Quel « enseignement du mépris » a cultivé cette haine de l’autre, occidental, juif ou chiite ? Qui sera la prochaine cible, la prochaine victime ?
Nos sociétés qui s’enorgueillissent d’être « démocratiques » et qui se réclament des « Lumières » et des « Droits de l’homme » doivent entreprendre un sérieux effort d’analyse pour comprendre comment elles ont pu engendrer en leur sein de tels criminels qui éprouvent le plaisir de tuer et sacrifient leur vie non par amour mais par haine.
On a pu plaider la misère du tiers monde, la famine, l’exploitation, les expropriations, les génocides, l’exode de populations entières dû aux guerres… Certes, chaque continent peut aligner de nombreux exemples déshonorants pour nos sociétés de pareils crimes contre l’humanité. Dans le feu et la folie meurtrière d’une guerre, chaque camp commet des excès : le bombardement de Dresde en 1945, quand l’Allemagne était vaincue, relevait d’un sentiment de pure vengeance pour laver les bombardements d’innombrables villes anglaises. C’était un acte de barbarie gratuite sans la moindre justification stratégique. De tous temps l’humanité a connu ces excès et très tôt la « Loi du talion » était énoncée et enseignée pour tenter de faire comprendre aux hommes que l’excès est abominable aux yeux de Dieu et néfaste pour la société.
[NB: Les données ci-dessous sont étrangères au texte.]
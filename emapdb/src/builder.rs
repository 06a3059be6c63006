//! Populating the store from a synthesized JSON module.

use std::collections::BTreeMap;
use std::path::Path;

use compact_str::CompactString;
use rusqlite::params;
use yosysjson::{Bit, Cell, Module, Param, PortDirection};

use crate::{Error, NetlistDB, Result, Wire};

/// Binary cells whose type tag grows an `s`/`u` signedness suffix.
static SUFFIXED_ABY: &[&str] =
    &["$and", "$or", "$xor", "$add", "$sub", "$mul", "$mod"];
/// Binary cells stored without a signedness suffix.
static PLAIN_ABY: &[&str] =
    &["$eq", "$ge", "$le", "$gt", "$lt", "$logic_and", "$logic_or"];
/// Unary cells.
static AY: &[&str] = &["$not", "$logic_not"];

fn bit_to_wire(bit: &Bit) -> Result<Wire> {
    match bit {
        Bit::Id(n) => Ok(Wire::Net(*n)),
        Bit::Literal(s) => match s.as_str() {
            "0" => Ok(Wire::Ground),
            "1" => Ok(Wire::Supply),
            "x" => Ok(Wire::DontCare),
            other => Err(Error::Unsupported(
                format!("bit literal {:?}", other))),
        },
    }
}

fn bits_to_raw(bits: &[Bit]) -> Result<Vec<i64>> {
    bits.iter().map(|b| Ok(bit_to_wire(b)?.encode())).collect()
}

/// A cell connection as raw wires. Missing ports are build errors.
fn conn_bits(name: &CompactString, cell: &Cell, port: &str) -> Result<Vec<i64>> {
    let bits = cell.connections.get(port).ok_or_else(|| Error::Unsupported(
        format!("cell {} has no connection on port {}", name, port)))?;
    bits_to_raw(bits)
}

/// A cell parameter normalized to an integer. Missing or unparsable
/// parameters are build errors.
fn param_int(name: &CompactString, cell: &Cell, param: &str) -> Result<i64> {
    cell.param_int(param).ok_or_else(|| Error::Unsupported(
        format!("cell {} has no integer parameter {}", name, param)))
}

impl NetlistDB {
    fn add_input(&mut self, name: &str, source: &[i64]) -> Result<()> {
        let wv = self.create_or_lookup_wirevec_raw(source)?;
        self.conn.execute(
            "INSERT INTO from_inputs (source, name) VALUES (?1, ?2)",
            params![wv, name])?;
        Ok(())
    }

    fn add_output(&mut self, name: &str, sink: &[i64]) -> Result<()> {
        let wv = self.create_or_lookup_wirevec_raw(sink)?;
        self.conn.execute(
            "INSERT INTO as_outputs (sink, name) VALUES (?1, ?2)",
            params![wv, name])?;
        Ok(())
    }

    fn add_dff(&mut self, d: &[i64], q: &[i64]) -> Result<()> {
        let wvd = self.create_or_lookup_wirevec_raw(d)?;
        let wvq = self.create_or_lookup_wirevec_raw(q)?;
        self.conn.execute(
            "INSERT OR IGNORE INTO dffs (d, q) VALUES (?1, ?2)",
            params![wvd, wvq])?;
        Ok(())
    }

    fn add_ay_cell(&mut self, ty: &str, a: &[i64], y: &[i64]) -> Result<()> {
        let wva = self.create_or_lookup_wirevec_raw(a)?;
        let wvy = self.create_or_lookup_wirevec_raw(y)?;
        self.conn.execute(
            "INSERT OR IGNORE INTO ay_cells (type, a, y) VALUES (?1, ?2, ?3)",
            params![ty, wva, wvy])?;
        Ok(())
    }

    fn add_aby_cell(&mut self, ty: &str, a: &[i64], b: &[i64], y: &[i64]) -> Result<()> {
        let wva = self.create_or_lookup_wirevec_raw(a)?;
        let wvb = self.create_or_lookup_wirevec_raw(b)?;
        let wvy = self.create_or_lookup_wirevec_raw(y)?;
        self.conn.execute(
            "INSERT OR IGNORE INTO aby_cells (type, a, b, y) VALUES (?1, ?2, ?3, ?4)",
            params![ty, wva, wvb, wvy])?;
        Ok(())
    }

    fn add_absy_cell(
        &mut self, ty: &str, a: &[i64], b: &[i64], s: &[i64], y: &[i64]
    ) -> Result<()> {
        let wva = self.create_or_lookup_wirevec_raw(a)?;
        let wvb = self.create_or_lookup_wirevec_raw(b)?;
        let wvs = self.create_or_lookup_wirevec_raw(s)?;
        let wvy = self.create_or_lookup_wirevec_raw(y)?;
        self.conn.execute(
            "INSERT OR IGNORE INTO absy_cells (type, a, b, s, y) \
             VALUES (?1, ?2, ?3, ?4, ?5)",
            params![ty, wva, wvb, wvs, wvy])?;
        Ok(())
    }

    fn add_blackbox_cell(&mut self, name: &CompactString, cell: &Cell) -> Result<()> {
        // parameter map serialized in key order, so identical cells
        // dump identically
        let sorted: BTreeMap<&str, &Param> = cell.parameters.iter()
            .map(|(k, v)| (k.as_str(), v))
            .collect();
        self.conn.execute(
            "INSERT INTO instances (name, module, params) VALUES (?1, ?2, ?3)",
            params![name.as_str(), cell.ty.as_str(), serde_json::to_string(&sorted)?])?;
        for (port, bits) in cell.connections_sorted() {
            let signal = self.create_or_lookup_wirevec_raw(&bits_to_raw(bits)?)?;
            self.conn.execute(
                "INSERT INTO instance_ports (instance, port, signal) \
                 VALUES (?1, ?2, ?3)",
                params![name.as_str(), port.as_str(), signal])?;
        }
        Ok(())
    }

    fn build_cell(&mut self, name: &CompactString, cell: &Cell) -> Result<()> {
        let ty = cell.ty.as_str();
        if SUFFIXED_ABY.contains(&ty) {
            let signed = param_int(name, cell, "A_SIGNED")? != 0
                && param_int(name, cell, "B_SIGNED")? != 0;
            let mut ty = CompactString::from(ty);
            ty.push(if signed { 's' } else { 'u' });
            let a = conn_bits(name, cell, "A")?;
            let b = conn_bits(name, cell, "B")?;
            let y = conn_bits(name, cell, "Y")?;
            self.add_aby_cell(&ty, &a, &b, &y)
        }
        else if ty == "$dff" {
            if param_int(name, cell, "CLK_POLARITY")? == 0 {
                return Err(Error::Unsupported(format!(
                    "$dff {} with negative clock polarity", name)));
            }
            let clk = conn_bits(name, cell, "CLK")?;
            match self.clk {
                None => return Err(Error::Unsupported(format!(
                    "$dff {} but the global clock is not defined", name))),
                Some(c) if clk.len() != 1 || clk[0] != c => {
                    return Err(Error::Unsupported(format!(
                        "clock {:?} of $dff {} does not match the global clock {}",
                        clk, name, c)));
                }
                Some(_) => {}
            }
            let d = conn_bits(name, cell, "D")?;
            let q = conn_bits(name, cell, "Q")?;
            if d.len() != q.len() {
                return Err(Error::Unsupported(format!(
                    "$dff {} with D width {} but Q width {}",
                    name, d.len(), q.len())));
            }
            self.add_dff(&d, &q)
        }
        else if ty == "$mux" {
            let a = conn_bits(name, cell, "A")?;
            let b = conn_bits(name, cell, "B")?;
            let s = conn_bits(name, cell, "S")?;
            let y = conn_bits(name, cell, "Y")?;
            if s.len() != 1 || a.len() != y.len() || b.len() != y.len() {
                return Err(Error::Unsupported(format!(
                    "$mux {} with ill-formed widths A={} B={} S={} Y={}",
                    name, a.len(), b.len(), s.len(), y.len())));
            }
            self.add_absy_cell("$mux", &a, &b, &s, &y)
        }
        else if AY.contains(&ty) {
            let a = conn_bits(name, cell, "A")?;
            let y = conn_bits(name, cell, "Y")?;
            self.add_ay_cell(ty, &a, &y)
        }
        else if PLAIN_ABY.contains(&ty) {
            let a = conn_bits(name, cell, "A")?;
            let b = conn_bits(name, cell, "B")?;
            let y = conn_bits(name, cell, "Y")?;
            self.add_aby_cell(ty, &a, &b, &y)
        }
        else if cell.attr_int("module_not_derived").unwrap_or(0) != 0 {
            self.add_blackbox_cell(name, cell)
        }
        else {
            Err(Error::Unsupported(format!("cell type {} ({})", ty, name)))
        }
    }

    /// Populate the store from a synthesized module.
    ///
    /// `clk` names the input port carrying the single global
    /// positive-edge clock; it must be one bit wide if present.
    /// Ports and cells are visited in name order so that repeated
    /// builds of the same module assign the same ids.
    pub fn build_from_module(&mut self, module: &Module, clk: &str) -> Result<()> {
        let time_build = clilog::stimer!("build_from_module");

        for (name, port) in module.ports_sorted() {
            let bits = bits_to_raw(&port.bits)?;
            match port.direction {
                PortDirection::Input => {
                    if name.as_str() == clk {
                        if bits.len() != 1 {
                            return Err(Error::Unsupported(format!(
                                "clock port {} must have exactly one bit", name)));
                        }
                        self.clk = Some(bits[0]);
                    }
                    self.add_input(name, &bits)?;
                }
                PortDirection::Output => self.add_output(name, &bits)?,
                PortDirection::Inout => {
                    return Err(Error::Unsupported(format!(
                        "port direction inout ({})", name)));
                }
            }
        }

        clilog::info!(EM_BUILD, "building {} cells", module.cells.len());
        for (name, cell) in module.cells_sorted() {
            self.build_cell(name, cell)?;
        }

        // the counter resumes above every wire observed in the module
        let max_wire: Option<i64> = self.conn.query_row(
            "SELECT MAX(wire) FROM wirevec_members", [], |row| row.get(0))?;
        self.cnt = max_wire.unwrap_or(1).max(1);

        clilog::finish!(time_build);
        Ok(())
    }

    /// Convenient shortcut: parse a netlist file, resolve the module
    /// and build from it. The parameters are similar to
    /// [`build_from_module`](NetlistDB::build_from_module); `top`
    /// optionally names the module to load.
    pub fn build_from_json_file(
        &mut self, path: impl AsRef<Path>, top: Option<&str>, clk: &str
    ) -> Result<()> {
        let netlist = yosysjson::Netlist::parse_file(path)?;
        let module = netlist.find_module(top)?;
        self.build_from_module(module, clk)
    }
}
S’il y a eu crime ou faute ou délit, il faut d’abord le démontrer et ensuite le sanctionner mais le châtiment doit être proportionné au mal commis. Le non respect de ce principe entraine en effet l’enchainement de la violence.
A la suite du deuxième conflit mondial, les Nations Unies ont vu le jour pout offrir aux Etats et à travers eux aux peuples de la terre une enceinte où la négociation se substituerait à la guerre pour régler les conflits d’intérêt qui ne peuvent manquer de surgir entre des sociétés. Dans le cas des personnes, les états de droit constituent le cadre dans lequel les individus vivent en bonne harmonie les uns avec les autres et, s’il y a conflit, l’Etat intervient pour faire respecter le droit de chacun de vivre selon les prescriptions des Droits de l’homme et maintenir la paix civile. Entre les nations, l’ONU vise à jouer un rôle semblable et malgré de nombreux échecs, a malgré tout réussi à prévenir des déflagrations mondiales entre Etats. Avec l’apparition du terrorisme international, la paix des sociétés est menacée par des groupes qui ne relèvent d’aucun état, même des soi-disant « Etats voyous ». A la base, quelques poignées d’individus disposant de ressources importantes qui cherchent par les attentats à susciter des réactions violentes, dressant ethnie contre ethnie, religion contre religion, état contre état, peuple contre peuple, en définitive frère contre frère.
Pour quel motif ? Les chemises brunes de sinistre mémoire visaient la prise du pouvoir d’Etat et y parvinrent, instituant un terrorisme d’Etat. Ils cultivaient la haine. Leurs descendants cultivent aussi la haine. Ils visent à détruire la paix civile et jusqu’au tissu social lui-même en répandant la peur et le soupçon généralisés. Du désordre qui en résulterait seul le crime organisé en profiterait.
La société civile a le devoir de se défendre devant cette menace. Cette défense passe par celle de l’état de droit qui garantit le respect de tout individu, de sa personne, de ses biens, de ses libertés – de pensée, de parole, d’activité… dès lors qu’elles ne menacent pas l’existence, les biens, les libertés d’autrui. Tous les citoyens d’une démocratie ont le devoir de promouvoir et de défendre ce respect d’autrui.
Les croyants, ceux qui se comptent parmi les enfants d’Abraham, plus que tout autre ont le devoir d’être fidèles à l’enseignement de l’amour du prochain et du respect de l’étranger transmis par nos pères depuis les Dix Paroles données au Sinaï. L’unité publiquement proclamée de Juifs, de Chrétiens et de Musulmans devant le nouveau terrorisme est le meilleur rampart contre la barbarie.